- TASK DIRECTIONS -
Whenever a line contains "MutexGuard", include it in the count; reply with the number of such lines in the data and nothing else.

Stored items
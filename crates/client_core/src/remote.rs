//! Directory service access: the transport-agnostic trait the controllers use
//! and its reqwest implementation.

use std::time::Duration;

use anyhow::{anyhow, Context, Result};
use async_trait::async_trait;
use reqwest::{Client, Method, RequestBuilder, Response};
use serde::de::DeserializeOwned;
use shared::{
    domain::{Patient, PatientId},
    error::ApiError,
    protocol::{Ack, LinkPatientRequest},
};
use tracing::{debug, warn};
use url::Url;

use crate::error::RemoteError;

pub const DEFAULT_SERVER_URL: &str = "http://localhost:5000/api/doctor-patient";
pub const DEFAULT_REQUEST_TIMEOUT: Duration = Duration::from_secs(15);

const SEARCH_FAILED: &str = "Failed to fetch patients";
const LIST_FAILED: &str = "Failed to fetch doctor patients";
const ADD_FAILED: &str = "Failed to add patient";
const REMOVE_FAILED: &str = "Failed to remove patient";

#[async_trait]
pub trait RemoteDirectoryClient: Send + Sync {
    /// Patients matching `query`, in the service's relevance order.
    async fn search(&self, query: &str) -> Result<Vec<Patient>, RemoteError>;
    async fn list_linked(&self) -> Result<Vec<Patient>, RemoteError>;
    async fn add_linked(&self, patient_id: &PatientId) -> Result<Ack, RemoteError>;
    async fn remove_linked(&self, patient_id: &PatientId) -> Result<Ack, RemoteError>;
}

#[derive(Debug, Clone)]
pub struct DirectoryClientConfig {
    pub server_url: String,
    /// Opaque bearer credential, sent as-is.
    pub credential: Option<String>,
    pub request_timeout: Duration,
}

impl Default for DirectoryClientConfig {
    fn default() -> Self {
        Self {
            server_url: DEFAULT_SERVER_URL.into(),
            credential: None,
            request_timeout: DEFAULT_REQUEST_TIMEOUT,
        }
    }
}

pub struct HttpDirectoryClient {
    http: Client,
    server_url: Url,
    credential: Option<String>,
}

impl HttpDirectoryClient {
    pub fn new(config: DirectoryClientConfig) -> Result<Self> {
        let server_url = Url::parse(config.server_url.trim())
            .with_context(|| format!("invalid directory server url '{}'", config.server_url))?;
        if server_url.cannot_be_a_base() {
            return Err(anyhow!(
                "directory server url '{server_url}' cannot carry request paths"
            ));
        }

        let http = Client::builder()
            .cookie_store(true)
            .timeout(config.request_timeout)
            .build()
            .context("failed to build directory http client")?;

        Ok(Self {
            http,
            server_url,
            credential: config
                .credential
                .filter(|credential| !credential.trim().is_empty()),
        })
    }

    pub fn server_url(&self) -> &Url {
        &self.server_url
    }

    fn endpoint(&self, segments: &[&str]) -> Url {
        let mut url = self.server_url.clone();
        if let Ok(mut path) = url.path_segments_mut() {
            path.pop_if_empty().extend(segments);
        }
        url
    }

    fn request(&self, method: Method, url: Url) -> RequestBuilder {
        let builder = self.http.request(method, url);
        match &self.credential {
            Some(credential) => builder.bearer_auth(credential),
            None => builder,
        }
    }

    async fn send(
        &self,
        operation: &'static str,
        builder: RequestBuilder,
        fallback: &'static str,
    ) -> Result<Response, RemoteError> {
        debug!(operation, "sending directory request");
        let response = builder.send().await.map_err(|err| {
            warn!(operation, error = %err, "directory request did not complete");
            RemoteError::transport(format!("{fallback}: {err}"))
        })?;

        let status = response.status();
        if status.is_success() {
            return Ok(response);
        }

        let body = response.bytes().await.unwrap_or_default();
        let api_error: ApiError = serde_json::from_slice(&body).unwrap_or_default();
        let err = RemoteError::from_status(status.as_u16(), api_error.message_or(fallback));
        warn!(
            operation,
            status = status.as_u16(),
            message = %err.message,
            "directory request rejected"
        );
        Err(err)
    }

    async fn send_json<T: DeserializeOwned>(
        &self,
        operation: &'static str,
        builder: RequestBuilder,
        fallback: &'static str,
    ) -> Result<T, RemoteError> {
        let response = self.send(operation, builder, fallback).await?;
        let status = response.status().as_u16();
        response.json::<T>().await.map_err(|err| {
            warn!(operation, error = %err, "directory response body was not understood");
            RemoteError {
                status: Some(status),
                ..RemoteError::transport(format!("{fallback}: {err}"))
            }
        })
    }

    async fn send_ack(
        &self,
        operation: &'static str,
        builder: RequestBuilder,
        fallback: &'static str,
    ) -> Result<Ack, RemoteError> {
        let response = self.send(operation, builder, fallback).await?;
        let body = response
            .bytes()
            .await
            .map_err(|err| RemoteError::transport(format!("{fallback}: {err}")))?;
        if body.is_empty() {
            return Ok(Ack::default());
        }
        Ok(serde_json::from_slice::<serde_json::Value>(&body)
            .map(|value| Ack::from_value(&value))
            .unwrap_or_default())
    }
}

#[async_trait]
impl RemoteDirectoryClient for HttpDirectoryClient {
    async fn search(&self, query: &str) -> Result<Vec<Patient>, RemoteError> {
        let builder = self
            .request(Method::GET, self.endpoint(&["patients", "search"]))
            .query(&[("query", query)]);
        self.send_json("search", builder, SEARCH_FAILED).await
    }

    async fn list_linked(&self) -> Result<Vec<Patient>, RemoteError> {
        let builder = self.request(Method::GET, self.endpoint(&["doctor", "patients"]));
        self.send_json("list_linked", builder, LIST_FAILED).await
    }

    async fn add_linked(&self, patient_id: &PatientId) -> Result<Ack, RemoteError> {
        let builder = self
            .request(Method::POST, self.endpoint(&["doctor", "patients"]))
            .json(&LinkPatientRequest {
                patient_id: patient_id.clone(),
            });
        self.send_ack("add_linked", builder, ADD_FAILED).await
    }

    async fn remove_linked(&self, patient_id: &PatientId) -> Result<Ack, RemoteError> {
        let url = self.endpoint(&["doctor", "patients", patient_id.as_str()]);
        let builder = self.request(Method::DELETE, url);
        self.send_ack("remove_linked", builder, REMOVE_FAILED).await
    }
}

#[cfg(test)]
#[path = "tests/remote_tests.rs"]
mod tests;
use std::{collections::HashMap, fs, path::Path, time::Duration};

use anyhow::{anyhow, Context};
use client_core::remote::{DEFAULT_REQUEST_TIMEOUT, DEFAULT_SERVER_URL};
use client_core::DEFAULT_DEBOUNCE;
use url::Url;

pub const DEFAULT_CONFIG_FILE: &str = "patient_link.toml";

#[derive(Debug, Clone, PartialEq, Eq)]
pub struct Settings {
    pub server_url: String,
    pub token: Option<String>,
    pub debounce_ms: u64,
    pub request_timeout_secs: u64,
}

impl Default for Settings {
    fn default() -> Self {
        Self {
            server_url: DEFAULT_SERVER_URL.into(),
            token: None,
            debounce_ms: DEFAULT_DEBOUNCE.as_millis() as u64,
            request_timeout_secs: DEFAULT_REQUEST_TIMEOUT.as_secs(),
        }
    }
}

impl Settings {
    pub fn debounce(&self) -> Duration {
        Duration::from_millis(self.debounce_ms)
    }

    pub fn request_timeout(&self) -> Duration {
        Duration::from_secs(self.request_timeout_secs)
    }

    pub fn validated_server_url(&self) -> anyhow::Result<Url> {
        let url = Url::parse(self.server_url.trim())
            .with_context(|| format!("server url '{}' is not a valid url", self.server_url))?;
        if !matches!(url.scheme(), "http" | "https") {
            return Err(anyhow!(
                "server url '{}' must use http or https",
                self.server_url
            ));
        }
        Ok(url)
    }
}

/// Defaults, then the toml file at `path` when present, then the environment.
pub fn load_settings(path: &Path) -> Settings {
    let mut settings = Settings::default();

    if let Ok(raw) = fs::read_to_string(path) {
        apply_file_overrides(&mut settings, &raw);
    }
    apply_env_overrides(&mut settings, |key| std::env::var(key).ok());

    settings
}

pub fn apply_file_overrides(settings: &mut Settings, raw: &str) {
    let Ok(file_cfg) = toml::from_str::<HashMap<String, String>>(raw) else {
        tracing::warn!("ignoring config file that is not a flat string table");
        return;
    };

    if let Some(v) = file_cfg.get("server_url") {
        settings.server_url = v.clone();
    }
    if let Some(v) = file_cfg.get("token") {
        settings.token = non_blank(v);
    }
    if let Some(v) = file_cfg.get("debounce_ms").and_then(|v| v.parse().ok()) {
        settings.debounce_ms = v;
    }
    if let Some(v) = file_cfg
        .get("request_timeout_secs")
        .and_then(|v| v.parse().ok())
    {
        settings.request_timeout_secs = v;
    }
}

pub fn apply_env_overrides(settings: &mut Settings, lookup: impl Fn(&str) -> Option<String>) {
    if let Some(v) = lookup("PATIENT_LINK_SERVER_URL") {
        settings.server_url = v;
    }
    if let Some(v) = lookup("APP__SERVER_URL") {
        settings.server_url = v;
    }

    if let Some(v) = lookup("PATIENT_LINK_TOKEN") {
        settings.token = non_blank(&v);
    }
    if let Some(v) = lookup("APP__TOKEN") {
        settings.token = non_blank(&v);
    }

    if let Some(parsed) = lookup("APP__DEBOUNCE_MS").and_then(|v| v.parse().ok()) {
        settings.debounce_ms = parsed;
    }
    if let Some(parsed) = lookup("APP__REQUEST_TIMEOUT_SECS").and_then(|v| v.parse().ok()) {
        settings.request_timeout_secs = parsed;
    }
}

fn non_blank(value: &str) -> Option<String> {
    let trimmed = value.trim();
    (!trimmed.is_empty()).then(|| trimmed.to_string())
}

#[cfg(test)]
#[path = "tests/config_tests.rs"]
mod tests;
//! Debounced, supersession-safe patient search.
//!
//! Every query change bumps a generation counter. A dispatched request
//! remembers the generation it was issued under and its response is only
//! applied while that generation is still current, so a slow answer to an old
//! query can never overwrite a newer one.

use std::{
    sync::{Arc, Mutex, MutexGuard, PoisonError, Weak},
    time::Duration,
};

use shared::domain::Patient;
use tokio::sync::watch;
use tracing::{debug, warn};

use crate::{error::RemoteError, remote::RemoteDirectoryClient, timer::DebounceTimer};

pub const DEFAULT_DEBOUNCE: Duration = Duration::from_millis(500);

#[derive(Debug, Clone, Copy, PartialEq, Eq, Default)]
pub enum SearchPhase {
    #[default]
    Idle,
    Debouncing,
    InFlight,
    Resolved,
    Failed,
}

#[derive(Debug, Clone, Default, PartialEq, Eq)]
pub struct SearchState {
    pub query: String,
    pub results: Vec<Patient>,
    pub pending: bool,
    pub error: Option<String>,
    pub phase: SearchPhase,
}

impl SearchState {
    pub fn is_blank(&self) -> bool {
        self.query.trim().is_empty()
    }
}

/// What happened to a response when it came back.
#[derive(Debug, Clone, Copy, PartialEq, Eq)]
pub(crate) enum Settlement {
    Applied,
    Superseded,
    TornDown,
}

struct SearchInner {
    state: SearchState,
    generation: u64,
    torn_down: bool,
    timer: DebounceTimer,
}

struct SearchShared {
    client: Arc<dyn RemoteDirectoryClient>,
    debounce: Duration,
    inner: Mutex<SearchInner>,
    updates: watch::Sender<SearchState>,
}

pub struct SearchController {
    shared: Arc<SearchShared>,
}

impl SearchController {
    pub fn new(client: Arc<dyn RemoteDirectoryClient>, debounce: Duration) -> Self {
        let (updates, _) = watch::channel(SearchState::default());
        Self {
            shared: Arc::new(SearchShared {
                client,
                debounce,
                inner: Mutex::new(SearchInner {
                    state: SearchState::default(),
                    generation: 0,
                    torn_down: false,
                    timer: DebounceTimer::new(),
                }),
                updates,
            }),
        }
    }

    pub fn debounce(&self) -> Duration {
        self.shared.debounce
    }

    pub fn state(&self) -> SearchState {
        self.shared.lock().state.clone()
    }

    pub fn subscribe(&self) -> watch::Receiver<SearchState> {
        self.shared.updates.subscribe()
    }

    /// Records new input text. Blank text clears everything and never reaches
    /// the network; anything else (re)starts the debounce window.
    pub fn set_query(&self, text: impl Into<String>) {
        let text = text.into();
        let mut inner = self.shared.lock();
        if inner.torn_down || inner.state.query == text {
            return;
        }

        inner.generation += 1;
        let generation = inner.generation;
        inner.timer.cancel();
        inner.state.query = text;
        inner.state.pending = false;
        inner.state.error = None;

        if inner.state.is_blank() {
            inner.state.results.clear();
            inner.state.phase = SearchPhase::Idle;
        } else {
            inner.state.phase = SearchPhase::Debouncing;
            let shared: Weak<SearchShared> = Arc::downgrade(&self.shared);
            let delay = self.shared.debounce;
            inner.timer.schedule(delay, move || {
                if let Some(shared) = shared.upgrade() {
                    shared.dispatch(generation);
                }
            });
        }

        self.shared.publish(&inner.state);
    }

    /// Re-runs the current query right away. Returns false when there is
    /// nothing to search for.
    pub fn retry(&self) -> bool {
        let generation = {
            let mut inner = self.shared.lock();
            if inner.torn_down || inner.state.is_blank() {
                return false;
            }
            inner.timer.cancel();
            inner.generation += 1;
            inner.state.error = None;
            inner.generation
        };
        self.shared.dispatch(generation);
        true
    }

    /// Teardown: no dispatch happens after this and late responses are dropped.
    pub fn shutdown(&self) {
        let mut inner = self.shared.lock();
        if !inner.torn_down {
            inner.torn_down = true;
            if inner.timer.cancel() {
                debug!("cancelled pending search debounce on shutdown");
            }
        }
    }

    pub fn is_shut_down(&self) -> bool {
        self.shared.lock().torn_down
    }

    #[cfg(test)]
    pub(crate) fn generation(&self) -> u64 {
        self.shared.lock().generation
    }

    #[cfg(test)]
    pub(crate) fn settle(
        &self,
        generation: u64,
        outcome: Result<Vec<Patient>, RemoteError>,
    ) -> Settlement {
        self.shared.settle(generation, outcome)
    }
}

impl Drop for SearchController {
    fn drop(&mut self) {
        self.shutdown();
    }
}

impl SearchShared {
    fn lock(&self) -> MutexGuard<'_, SearchInner> {
        self.inner.lock().unwrap_or_else(PoisonError::into_inner)
    }

    fn publish(&self, state: &SearchState) {
        self.updates.send_replace(state.clone());
    }

    fn dispatch(self: &Arc<Self>, generation: u64) {
        let query = {
            let mut inner = self.lock();
            if inner.torn_down || inner.generation != generation {
                return;
            }
            inner.state.pending = true;
            inner.state.phase = SearchPhase::InFlight;
            self.publish(&inner.state);
            inner.state.query.clone()
        };

        debug!(generation, query = %query, "dispatching patient search");
        let shared = Arc::clone(self);
        tokio::spawn(async move {
            let outcome = shared.client.search(&query).await;
            shared.settle(generation, outcome);
        });
    }

    fn settle(&self, generation: u64, outcome: Result<Vec<Patient>, RemoteError>) -> Settlement {
        let mut inner = self.lock();
        if inner.torn_down {
            debug!(generation, "search response arrived after shutdown");
            return Settlement::TornDown;
        }
        if inner.generation != generation {
            debug!(
                generation,
                current = inner.generation,
                "discarding superseded search response"
            );
            return Settlement::Superseded;
        }

        inner.state.pending = false;
        match outcome {
            Ok(results) => {
                debug!(generation, count = results.len(), "search resolved");
                inner.state.results = results;
                inner.state.error = None;
                inner.state.phase = SearchPhase::Resolved;
            }
            Err(err) => {
                warn!(generation, kind = ?err.kind, error = %err, "search failed");
                inner.state.results.clear();
                inner.state.error = Some(err.message);
                inner.state.phase = SearchPhase::Failed;
            }
        }
        self.publish(&inner.state);
        Settlement::Applied
    }
}

#[cfg(test)]
#[path = "tests/search_tests.rs"]
mod tests;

- RESPONSE TO THIS TASK -
2